Next Tuesday, 27th of March, 2012. 8:00PM

Film is in Arabic with English Subtitles.

A documentary film set in Sana’a, Yemen, amidst the country’s current uprising. March 18, 2011 – the Friday of Karama (Dignity) marks a turning point in Yemen’s revolution. The tragic events that took place on this day – when pro-government snipers shot dead 53 protesters and injured a thousand more – shook the nation to its core and propelled hundreds of thousands more to flock to the square in solidarity with their fellow citizens. Military officials defected and joined the protests; members of parliament resigned and announced their support for the revolution; southern separatists, northern Houthi affiliates and apolitical Yemenis united; entire tribes set aside their weapons, made amends with rival tribesmen and pitched up tents in the square in support of one cause -– the liberation of Yemen from the shackles of a barbaric, oppressive regime. It gave the Yemeni nation a sense of responsibility towards their fellow citizens, particularly those who lost their lives on that fateful day.

Background – Change Square, as it is known today, is an arena in Yemen’s capital city Sana’a, where members of a heavily armed population set aside their weapons, and peacefully assembled to demand the fall of Ali Abdullah Saleh’s 33 autocratic rule.
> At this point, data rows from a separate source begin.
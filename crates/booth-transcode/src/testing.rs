//! Transcoder doubles for exercising the pipeline without ffmpeg.

use std::path::{Path, PathBuf};

use async_trait::async_trait;

use crate::{OutputSpec, TranscodeError, Transcoder};

/// Copies the input bytes under the spec's output name, so "transcoded"
/// artifacts stay byte-identical to their sources.
#[derive(Debug, Default)]
pub struct CopyTranscoder;

#[async_trait]
impl Transcoder for CopyTranscoder {
    async fn transcode(&self, input: &Path, spec: OutputSpec) -> Result<PathBuf, TranscodeError> {
        let output = input
            .parent()
            .unwrap_or_else(|| Path::new("."))
            .join(spec.output_name());
        tokio::fs::copy(input, &output)
            .await
            .map_err(|error| TranscodeError::Spawn {
                tool: "copy".to_string(),
                message: error.to_string(),
            })?;
        Ok(output)
    }
}

/// Always fails, for fatal-transcode coverage.
#[derive(Debug, Default)]
pub struct FailingTranscoder;

#[async_trait]
impl Transcoder for FailingTranscoder {
    async fn transcode(&self, _input: &Path, _spec: OutputSpec) -> Result<PathBuf, TranscodeError> {
        Err(TranscodeError::NonZeroExit {
            tool: "ffmpeg".to_string(),
            status: 1,
            stderr: "invalid data found when processing input".to_string(),
        })
    }
}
The protests began in February 2011, following the fall of Mubarak in Egypt, with a group of youth setting down a row of tents outside their university gates, vowing not to return home until their demands were met. Today, this ever-expanding tent-city has become the hub of hope and inspiration for thousands of Yemeni people. At one entrance, a banner greets people with “Welcome to the first kilometer of dignity.” For the first time in over 30 years, the barrier of fear is broken. Men and women, city-dwellers and tribesmen, unschooled and academics, rich and poor, young and old, all stand together, equal and resolute in the face of adversity.
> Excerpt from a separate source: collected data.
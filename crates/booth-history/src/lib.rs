//! Bounded per-(caller, character) conversation history.
//!
//! The store keeps the ten most recent turns for each caller/character pair,
//! in insertion order, entirely in memory. Readers never mutate; writers
//! evict the oldest turn once the cap is exceeded. Nothing is persisted and
//! there is no expiry path.

use std::collections::HashMap;
use std::sync::Mutex;

use serde::{Deserialize, Serialize};

/// Per-pair turn cap; oldest turns are evicted first once exceeded.
pub const HISTORY_TURN_CAP: usize = 10;

#[derive(Debug, Clone, Copy, Serialize, Deserialize, PartialEq, Eq)]
#[serde(rename_all = "snake_case")]
/// Role of a stored conversation turn.
pub enum TurnRole {
    User,
    Assistant,
}

impl TurnRole {
    pub fn as_str(self) -> &'static str {
        match self {
            TurnRole::User => "user",
            TurnRole::Assistant => "assistant",
        }
    }
}

#[derive(Debug, Clone, Serialize, Deserialize, PartialEq, Eq)]
/// One stored conversation turn.
pub struct HistoryTurn {
    pub role: TurnRole,
    pub text: String,
}

#[derive(Debug, Default)]
/// Mutex-guarded turn log keyed by (caller id, character id).
pub struct HistoryStore {
    entries: Mutex<HashMap<(String, String), Vec<HistoryTurn>>>,
}

impl HistoryStore {
    pub fn new() -> Self {
        Self::default()
    }

    /// Appends a turn, evicting the oldest entry once the cap is exceeded.
    pub fn record_turn(&self, caller: &str, character: &str, role: TurnRole, text: &str) {
        let mut entries = self
            .entries
            .lock()
            .unwrap_or_else(|poisoned| poisoned.into_inner());
        let turns = entries
            .entry((caller.to_string(), character.to_string()))
            .or_default();
        turns.push(HistoryTurn {
            role,
            text: text.to_string(),
        });
        if turns.len() > HISTORY_TURN_CAP {
            let overflow = turns.len() - HISTORY_TURN_CAP;
            turns.drain(0..overflow);
        }
    }

    /// Returns the stored turns in insertion order, or empty when the pair
    /// has no history yet. Reading never creates or mutates an entry.
    pub fn get_turns(&self, caller: &str, character: &str) -> Vec<HistoryTurn> {
        let entries = self
            .entries
            .lock()
            .unwrap_or_else(|poisoned| poisoned.into_inner());
        entries
            .get(&(caller.to_string(), character.to_string()))
            .cloned()
            .unwrap_or_default()
    }
}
‘Karama Has No Walls’ is set here amidst the country’s current uprising. The film illustrates the nature of the Yemeni revolution in stark contrast to the gross violations of human rights that took place on the Friday of Dignity. Through the lenses of two cameramen and the accounts of two fathers, the film retells the story of the people behind the statistics and news reports, encapsulating the tragic events of the day as they unfolded, from a prayer gathering into a barrage of bullets.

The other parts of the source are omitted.